Élu en 1880 au fauteuil 15, Eugène Labiche, le 25 novembre 1880, entame un discours malicieux, humble et poétique :

« Quand j’ai commencé ma carrière, alors que j’écrivais mes… comment dirai-je ? mes badinages, je l’avoue, je ne songeais guère à l’Académie. Elle m’apparaissait, de loin, comme un de ces beaux châteaux bâtis en Espagne et dans lesquels on n’entre qu’en rêve.

Qui donc m’a donné la hardiesse de venir frapper à votre porte ?

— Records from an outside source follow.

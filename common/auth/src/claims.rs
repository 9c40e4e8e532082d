use chrono::{DateTime, TimeZone, Utc};
use serde::{Deserialize, Serialize};
use uuid::Uuid;

use crate::error::{AuthError, AuthResult};

/// Verified token claims, shaped for the storefront: who the caller is and
/// which roles were current when the token was signed.
#[derive(Debug, Clone, Serialize)]
pub struct Claims {
    pub subject: Uuid,
    pub name: String,
    pub email: String,
    pub roles: Vec<String>,
    pub expires_at: DateTime<Utc>,
    pub issued_at: Option<DateTime<Utc>>,
    pub issuer: String,
    pub audience: Vec<String>,
}

impl Claims {
    pub fn has_role(&self, role: &str) -> bool {
        self.roles.iter().any(|value| value == role)
    }
}

/// Wire layout of the payload, kept separate from [`Claims`] so field
/// presence and timestamp decoding are validated in one place.
#[derive(Debug, Deserialize)]
struct ClaimsRepr {
    sub: String,
    #[serde(default)]
    name: String,
    #[serde(default)]
    email: String,
    #[serde(default)]
    roles: Vec<String>,
    exp: i64,
    #[serde(default)]
    iat: Option<i64>,
    iss: String,
    #[serde(default)]
    aud: Option<AudienceRepr>,
}

#[derive(Debug, Deserialize)]
#[serde(untagged)]
enum AudienceRepr {
    Single(String),
    Many(Vec<String>),
}

fn seconds_to_datetime(field: &'static str, value: i64) -> AuthResult<DateTime<Utc>> {
    Utc.timestamp_opt(value, 0)
        .single()
        .ok_or_else(|| AuthError::InvalidClaim(field, value.to_string()))
}

impl TryFrom<ClaimsRepr> for Claims {
    type Error = AuthError;

    fn try_from(repr: ClaimsRepr) -> AuthResult<Self> {
        let subject = Uuid::parse_str(&repr.sub)
            .map_err(|_| AuthError::InvalidClaim("sub", repr.sub.clone()))?;

        let expires_at = seconds_to_datetime("exp", repr.exp)?;
        let issued_at = repr
            .iat
            .map(|iat| seconds_to_datetime("iat", iat))
            .transpose()?;

        let audience = match repr.aud {
            Some(AudienceRepr::Single(item)) => vec![item],
            Some(AudienceRepr::Many(items)) => items,
            None => Vec::new(),
        };

        Ok(Self {
            subject,
            name: repr.name,
            email: repr.email,
            roles: repr.roles,
            expires_at,
            issued_at,
            issuer: repr.iss,
            audience,
        })
    }
}

impl TryFrom<serde_json::Value> for Claims {
    type Error = AuthError;

    fn try_from(value: serde_json::Value) -> AuthResult<Self> {
        let repr: ClaimsRepr = serde_json::from_value(value)
            .map_err(|err| AuthError::InvalidJson(err.to_string()))?;
        Claims::try_from(repr)
    }
}
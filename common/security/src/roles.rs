use std::fmt;

use serde::de::{Deserialize, Deserializer};
use serde::ser::{Serialize, Serializer};

/// Role names as stored in the database and carried in token claims.
#[derive(Debug, Clone, PartialEq, Eq, Hash)]
pub enum Role {
    Admin,
    Franchisee,
    Diner,
    Unknown(String),
}

impl Role {
    pub fn parse(s: &str) -> Self {
        match s {
            "admin" => Role::Admin,
            "franchisee" => Role::Franchisee,
            "diner" => Role::Diner,
            other => Role::Unknown(other.to_string()),
        }
    }

    pub fn as_str(&self) -> &str {
        match self {
            Role::Admin => "admin",
            Role::Franchisee => "franchisee",
            Role::Diner => "diner",
            Role::Unknown(other) => other.as_str(),
        }
    }
}

impl fmt::Display for Role {
    fn fmt(&self, f: &mut fmt::Formatter<'_>) -> fmt::Result {
        f.write_str(self.as_str())
    }
}

impl Serialize for Role {
    fn serialize<S: Serializer>(&self, serializer: S) -> Result<S::Ok, S::Error> {
        serializer.serialize_str(self.as_str())
    }
}

impl<'de> Deserialize<'de> for Role {
    fn deserialize<D: Deserializer<'de>>(deserializer: D) -> Result<Self, D::Error> {
        let value = String::deserialize(deserializer)?;
        Ok(Role::parse(&value))
    }
}
//! One-Way Hashing Utility
//!
//! Deterministic SHA-256 digests for anonymizing identifiers before they
//! enter the shared ledger. Pure functions, no side effects.
//!
//! The ledger never stores raw device, account or pattern data - only
//! these digests. Digests are not reversible to the original values.

use sha2::{Digest, Sha256};

/// Compute the hex digest of an arbitrary string.
///
/// Same input always produces the same 64-char lowercase hex output.
pub fn digest(input: &str) -> String {
    let mut hasher = Sha256::new();
    hasher.update(input.as_bytes());
    hex::encode(hasher.finalize())
}

/// Compute the hex digest of a composite value.
///
/// The value is serialized canonically first (serde_json orders object keys,
/// so two structurally-equal composites hash identically).
pub fn digest_canonical(value: &serde_json::Value) -> String {
    digest(&value.to_string())
}

#[cfg(test)]
mod tests {
    use super::*;
    use serde_json::json;

    #[test]
    fn test_digest_is_deterministic() {
        let a = digest("session-123");
        let b = digest("session-123");
        assert_eq!(a, b);

        // SHA256 hex = 64 characters
        assert_eq!(a.len(), 64);
    }

    #[test]
    fn test_digest_differs_per_input() {
        assert_ne!(digest("user-1"), digest("user-2"));
    }

    #[test]
    fn test_canonical_digest_ignores_key_insertion_order() {
        let a = json!({ "amount": 500.0, "type": "wire" });
        let b = json!({ "type": "wire", "amount": 500.0 });
        assert_eq!(digest_canonical(&a), digest_canonical(&b));
    }
}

Je pourrais vous dénoncer les coupables. Ils sont ici, bien près de moi. »

 

Élu en 1962 au fauteuil 27, à la place laissée vacante par la mort du duc de La Force, Joseph Kessel, le 6 février 1964, évoque ses origines juives :

« Or, pour remplacer le compagnon dont le nom magnifique a résonné glorieusement pendant un millénaire dans les annales de la France ; dont les ancêtres, grands soldats, grands seigneurs, grands dignitaires, amis des princes et des rois, ont fait partie de son histoire d’une manière éclatante, pour le remplacer, qui avez-vous désigné ?

Un Russe de naissance, et Juif de surcroît. Un juif d’Europe Orientale. Vous savez, Messieurs, et bien qu’il ait coûté la vie à des millions de martyrs, vous savez ce que ce titre signifie encore dans certains milieux, et pour trop de gens. »

 

Élu en 1959 au fauteuil 28, Henri Troyat, le 25 février 1960, évoque ses premières années de vie en Russie et son arrivée en France :

« Quand, à l’âge de six ans, je me promenais avec ma nounou du côté du Kremlin, les coupoles que je voyais n’avaient aucun rapport avec celle sous laquelle j’ai l’insigne privilège de me trouver aujourd’hui. Le petit garçon, qui, fuyant, avec ses parents, son pays déchiré par la guerre civile, débarqua à Paris, au début de l’année 1920, se figurait qu’il ne resterait pas plus que quelques mois dans cette grande ville inconnue. Il allait au lycée, en attendant de reprendre le train pour Moscou. »

 

Élu en 1901 au fauteuil 31, Edmond Rostand, le 4 juin 1903, commence un discours où il apparaît aussi héroïque que sympathique :

« Messieurs,

Je n’ai jamais été plus tenté de ne pas parler en prose. Au moment d’entreprendre ce discours, j’aurais volontiers recouru, pour me donner de la hardiesse, à une fiction d’auteur dramatique. Il m’eût été commode d’imaginer que j’écrivais une pièce dans laquelle il arrivait à un tout indigne poète ce qui vient, paraît-il, de m’arriver ; et vous conviendrez, Messieurs, qu’une pièce où il y a de ces invraisemblances ne saurait être qu’en vers. « Supposons », me serais-je dit, « que j’en suis à la grande scène de la réception, au discours à faire ; il faut que mon personnage affronte l’illustre et terrible Compagnie… » C’était du théâtre héroïque ; j’y aurais peut-être réussi ; j’aurais eu pour mon héros de plus abondantes bravoures que pour moi-même ; et j’aurais fait mon discours en croyant faire le sien. »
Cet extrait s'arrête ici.